TOP TEN REJECTED SLOGANS FOR STARFLEET
by Jesse Glaspey & Daniel Furuya
10. Every cadet gets a free 'goddess of empathy' doll.
9. We got presidents just as indeciseive as Clinton!
8. We can kick Star Wars' ass!
7. DS9: Home of the glop on a stick. The Glopper!
6. Voyager's not lost it just took a wrong turn at Uranus!
5. Not every Enterprise is doomed!
4. Not every Galaxy Class ship has been blown up!
3. We don't got EWOKS!
2. We can kick those ID4's aliens ass!
1. You will be assimilated! Resistance is futile!
TOP TEN SIGNS YOU ARE A BAD CHANGELING!
by Jesse Glaspey & Daniel Furuya
10. Your name is 'Odo'
9. When the Founders ask you to join the great link, you go "Mmmmm.
Sausage."
8. You shapeshift into Dax's furniture.
7. You shapeshift into Quark's furniture (Ewwwww!).

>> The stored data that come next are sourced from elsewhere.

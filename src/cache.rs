//! Optional short-TTL in-memory forecast cache.
//!
//! Keyed by `(source, init hour, lat, lon)` and evicted lazily on
//! read. This is an optimization only — correctness never depends on
//! a cache hit, so it defaults to unused unless a caller populates it.

use std::collections::HashMap;
use std::sync::Mutex;
use std::time::{Duration, Instant};

use crate::domain::{NormalizedPoint, SourceID};

#[derive(Debug, Clone, PartialEq, Eq, Hash)]
pub struct CacheKey {
    pub source: SourceID,
    pub init_hour: i64,
    pub lat_e4: i64,
    pub lon_e4: i64,
}

impl CacheKey {
    pub fn new(source: SourceID, init_hour_unix: i64, lat: f64, lon: f64) -> Self {
        Self {
            source,
            init_hour: init_hour_unix,
            lat_e4: (lat * 10_000.0).round() as i64,
            lon_e4: (lon * 10_000.0).round() as i64,
        }
    }
}

pub struct ForecastCache {
    ttl: Duration,
    entries: Mutex<HashMap<CacheKey, (Instant, Vec<NormalizedPoint>)>>,
}

impl ForecastCache {
    pub fn new(ttl: Duration) -> Self {
        Self {
            ttl,
            entries: Mutex::new(HashMap::new()),
        }
    }

    pub fn get(&self, key: &CacheKey) -> Option<Vec<NormalizedPoint>> {
        let mut entries = self.entries.lock().expect("cache mutex poisoned");
        match entries.get(key) {
            Some((inserted, points)) if inserted.elapsed() < self.ttl => Some(points.clone()),
            Some(_) => {
                entries.remove(key);
                None
            }
            None => None,
        }
    }

    pub fn put(&self, key: CacheKey, points: Vec<NormalizedPoint>) {
        let mut entries = self.entries.lock().expect("cache mutex poisoned");
        entries.insert(key, (Instant::now(), points));
    }
}
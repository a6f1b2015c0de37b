//! End-to-end pipeline tests against the public API, using the
//! in-memory fake provider (enabled via the `test-utils` feature)
//! instead of real network calls.

use std::sync::Arc;

use chrono::Utc;
use weather_risk_engine::config::EngineConfig;
use weather_risk_engine::domain::{RiskProfile, SourceID};
use weather_risk_engine::engine::WeatherEngine;
use weather_risk_engine::provider::ProviderClient;
use weather_risk_engine::providers::fake::FakeProviderClient;

fn engine_with(providers: Vec<Arc<dyn ProviderClient>>) -> WeatherEngine {
    WeatherEngine::new(EngineConfig::default(), providers)
}

#[tokio::test]
async fn full_pipeline_produces_consistent_bounded_outputs() {
    let providers: Vec<Arc<dyn ProviderClient>> = vec![
        Arc::new(FakeProviderClient::healthy(SourceID::WrfSmn, 72)),
        Arc::new(FakeProviderClient::healthy(SourceID::WindyGfs, 72)),
        Arc::new(FakeProviderClient::healthy(SourceID::WindyEcmwf, 72)),
    ];
    let engine = engine_with(providers);

    let forecasts = engine
        .get_unified_forecast(-34.6037, -58.3816, 72, None)
        .await
        .expect("valid coordinates and horizon");
    assert!(!forecasts.is_empty());
    for f in &forecasts {
        assert!(f.overall_confidence >= 0.0 && f.overall_confidence <= 1.0);
        assert_eq!(f.sources_used.len(), 3);
    }

    let patterns = engine.detect_patterns(&forecasts);
    let alerts = engine.generate_alerts(&patterns, &forecasts, Utc::now());
    for alert in &alerts {
        assert!(alert.level <= 4);
    }

    for profile in [
        RiskProfile::General,
        RiskProfile::Farmer,
        RiskProfile::Pilot,
        RiskProfile::Tourism,
    ] {
        let risk = engine
            .calculate_risk(profile, &forecasts, &patterns, &alerts, 48)
            .unwrap();
        assert!(risk.score >= 0.0 && risk.score <= 5.0);
    }
}

#[tokio::test]
async fn single_source_outage_does_not_break_the_pipeline() {
    let providers: Vec<Arc<dyn ProviderClient>> = vec![
        Arc::new(FakeProviderClient::healthy(SourceID::WrfSmn, 24)),
        Arc::new(FakeProviderClient::always_failing(SourceID::WindyGfs)),
    ];
    let engine = engine_with(providers);

    let forecasts = engine
        .get_unified_forecast(-34.6037, -58.3816, 24, None)
        .await
        .unwrap();
    assert!(!forecasts.is_empty());
    assert!(forecasts.iter().all(|f| f.sources_used == vec![SourceID::WrfSmn]));
}

#[tokio::test]
async fn rejects_invalid_horizon() {
    let engine = engine_with(vec![]);
    let result = engine.get_unified_forecast(-34.6, -58.4, 0, None).await;
    assert!(result.is_err());
}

6. You tell the Jem'Hadar to hop on one leg and bark like a dog.
5. You reveal that the white drug the Jem'Hadar take is really human sp**m!
(See the 'Kids in the Hall' skit "Soup de Jour")
4. You have a lava lamp on the Founders home world.
3. You vaccum up the great link in a wet/dry vacuum!
2. You point at people and go, "HE'S A CHANGELING!" and go, "Just kidding!"
1. You eat Jell-o in front of another changeling.
TOP TEN REJECTED STARSHIP NAMES!
by Jesse Glaspey & Daniel Furuya
10. The U.S.S. Rotting Carcass
9. The U.S.S. Ensign (This one was built but within five minutes of starting
it's voyage, everyone was killed.)
8. The U.S.S. Bob Dole (Too old)
7. The U.S.S. Pamela Lee (It's Nacelles aren't real)
6. The U.S.S. Otto vonshnitzelpusskrankendesheitmeyer (for obvious reasons)
5. The U.S.S. Deanna Troi (It keeps crashing into mountain)
4. The U.S.S. Minnow (Voyager's first name)
3. The U.S.S. Pauly Shore (for obvious reasons)
2. The U.S.S. Maximillian Arturo (Too heavy to launch)
1. The Millenium Falcon!!!
TOP TEN ENSIGNS THAT YOU WON'T SEE ON VOYAGER!
by Jesse Glaspey & Daniel Furuya
10. Ensign Jenny McCarthy: Obnoxious and dumb, yet they can't fire her
because she's too hot!
9. Ensign O.J. Simpson: And you thought ensign Suter was bad!
8. Ensign Quentin Tarantino: Hyper and won't stop shooting his phaser!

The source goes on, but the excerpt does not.